そこで「前倒し育成」で、幹部候補の女性を育てようという動きがあります。

ある小売業の大手を取材したときに、同じことを言っていました。「ちょうど店長になるぐらいで、女性はみな出産で辞めてしまう。前倒しで店長に昇進させるようにすると、欲が出て辞めないで復帰してきてくれる」ということです。

産んで活躍するワーキングマザーの先輩たちも「出産前までは欲張って経験を積め」と言います。例えば小さなグループのリーダーなどを「私には無理かな」と思っても躊躇わず引き受ける。そうすると、出産して復帰した後「リーダーに」と言われても、経験があるので、初めてリーダーになるよりもハードルが下がるのです。

例えば「早期」を5年とします。
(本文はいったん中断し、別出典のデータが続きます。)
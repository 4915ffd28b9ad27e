//! Action-based mutation protocol for the wizard state.
//!
//! [`reduce`] is the only way a [`PlanDraft`] changes while the wizard is
//! open. It takes the current state by value and returns the next one; it
//! performs no I/O and never fails. Actions addressed to a checkpoint that
//! does not exist leave the state unchanged.
//!
//! # Examples
//!
//! ```rust
//! use planwright_core::{
//!     ids::SequentialIds,
//!     models::PlanDraft,
//!     reducer::{reduce, Action, DetailsPatch},
//! };
//!
//! let ids = SequentialIds::new("cp");
//! let state = reduce(
//!     PlanDraft::default(),
//!     Action::UpdateDetails(DetailsPatch::name("Trial Plan")),
//!     &ids,
//! );
//! let state = reduce(state, Action::AddCheckpoint, &ids);
//!
//! assert_eq!(state.name, "Trial Plan");
//! assert_eq!(state.checkpoints[0].id, "cp-1");
//! ```

use std::collections::BTreeSet;

use crate::{
    ids::IdGenerator,
    models::{
        Checkpoint, CheckpointField, CriteriaField, Currency, DurationUnit, Market, NumericInput,
        PlanDraft, Refinements,
    },
};

/// Partial update of the top-level scalar fields.
#[derive(Debug, Clone, Default, PartialEq, Eq)]
pub struct DetailsPatch {
    pub name: Option<String>,
    pub description: Option<String>,
}

impl DetailsPatch {
    pub fn name(value: impl Into<String>) -> Self {
        Self {
            name: Some(value.into()),
            ..Default::default()
        }
    }

    pub fn description(value: impl Into<String>) -> Self {
        Self {
            description: Some(value.into()),
            ..Default::default()
        }
    }
}

/// Partial update of [`crate::models::PackageDetails`].
#[derive(Debug, Clone, Default, PartialEq, Eq)]
pub struct PackageDetailsPatch {
    pub target_market: Option<BTreeSet<Market>>,
    pub price: Option<NumericInput>,
    pub currency: Option<Currency>,
    pub duration_magnitude: Option<NumericInput>,
    pub duration_unit: Option<DurationUnit>,
    pub benefits: Option<String>,
    pub selling_points: Option<String>,
}

/// Every mutation the wizard can request.
#[derive(Debug, Clone, PartialEq, Eq)]
pub enum Action {
    UpdateDetails(DetailsPatch),
    UpdatePackageDetails(PackageDetailsPatch),
    AddCheckpoint,
    RemoveCheckpoint {
        id: String,
    },
    UpdateCheckpoint {
        id: String,
        field: CheckpointField,
        value: String,
    },
    UpdateCriteria {
        id: String,
        field: CriteriaField,
        value: String,
    },
    UpdateRefinements(Refinements),
    UpdateScoringPrompt(String),
    ResetState,
}

/// Produce the next wizard state.
///
/// `ids` is only consulted by [`Action::AddCheckpoint`].
pub fn reduce(mut state: PlanDraft, action: Action, ids: &dyn IdGenerator) -> PlanDraft {
    match action {
        Action::UpdateDetails(patch) => {
            if let Some(name) = patch.name {
                state.name = name;
            }
            if let Some(description) = patch.description {
                state.description = description;
            }
        }
        Action::UpdatePackageDetails(patch) => {
            let details = &mut state.package_details;
            if let Some(target_market) = patch.target_market {
                details.target_market = target_market;
            }
            if let Some(price) = patch.price {
                details.price = price;
            }
            if let Some(currency) = patch.currency {
                details.currency = currency;
            }
            if let Some(magnitude) = patch.duration_magnitude {
                details.duration.magnitude = magnitude;
            }
            if let Some(unit) = patch.duration_unit {
                details.duration.unit = unit;
            }
            if let Some(benefits) = patch.benefits {
                details.benefits = benefits;
            }
            if let Some(selling_points) = patch.selling_points {
                details.selling_points = selling_points;
            }
        }
        Action::AddCheckpoint => {
            state.checkpoints.push(Checkpoint::empty(ids.next_id()));
        }
        Action::RemoveCheckpoint { id } => {
            state.checkpoints.retain(|cp| cp.id != id);
        }
        Action::UpdateCheckpoint { id, field, value } => {
            if let Some(cp) = state.checkpoints.iter_mut().find(|cp| cp.id == id) {
                cp.set(field, value);
            }
        }
        Action::UpdateCriteria { id, field, value } => {
            if let Some(cp) = state.checkpoints.iter_mut().find(|cp| cp.id == id) {
                cp.criteria.set(field, value);
            }
        }
        Action::UpdateRefinements(refinements) => {
            state.package_details.refined.merge(refinements);
        }
        Action::UpdateScoringPrompt(prompt) => {
            state.scoring_prompt = Some(prompt);
        }
        Action::ResetState => {
            state = PlanDraft::default();
        }
    }
    state
}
22歳(大卒)で入社したとして、5年たてば27歳。ここまでいろいろな経験を積んで、28歳から30代前半に産む。育児休業の1年も「マイナス」ではなく、「経験として+」にとらえる。

28歳に産んで、1年後に復帰しても、まだ29歳です。

すでに様々な経験を積め込んでいるので、復帰後なるべく早くに「幹部養成コース」にのせる。「前倒し育成」とはこのようなイメージでしょう。

しかし、この「早期育成」を考えると、逆に「28歳までに産んだらもうコースから脱落する」ということになります。真面目な女性は「絶対に28歳までは産めない」とプレッシャーに感じるでしょうし、28歳までに産んだ女性は「もうコースを外れた」と20代にして期待されなくなってしまう。幹部候補とまで目された優秀な女性がそれではもったいない。

そして、妊娠の完璧なコントロールは不可能です。どんなに気をつけても「できちゃう」ときはある。さらに、人間がそれほど妊娠しやすい生き物ではないということは、このシリーズの最初で説明しています。まだ若いからと安易に中絶して「あれが最後のチャンスだったのだ」と後悔する女性もいます。

「いつか子どもがほしい」と思っている人はそのチャンスを逃さない方がいい。

いつ産んでも大丈夫という社会にならなくては、大勢の女性が活躍して出世するなんて、夢のまた夢です。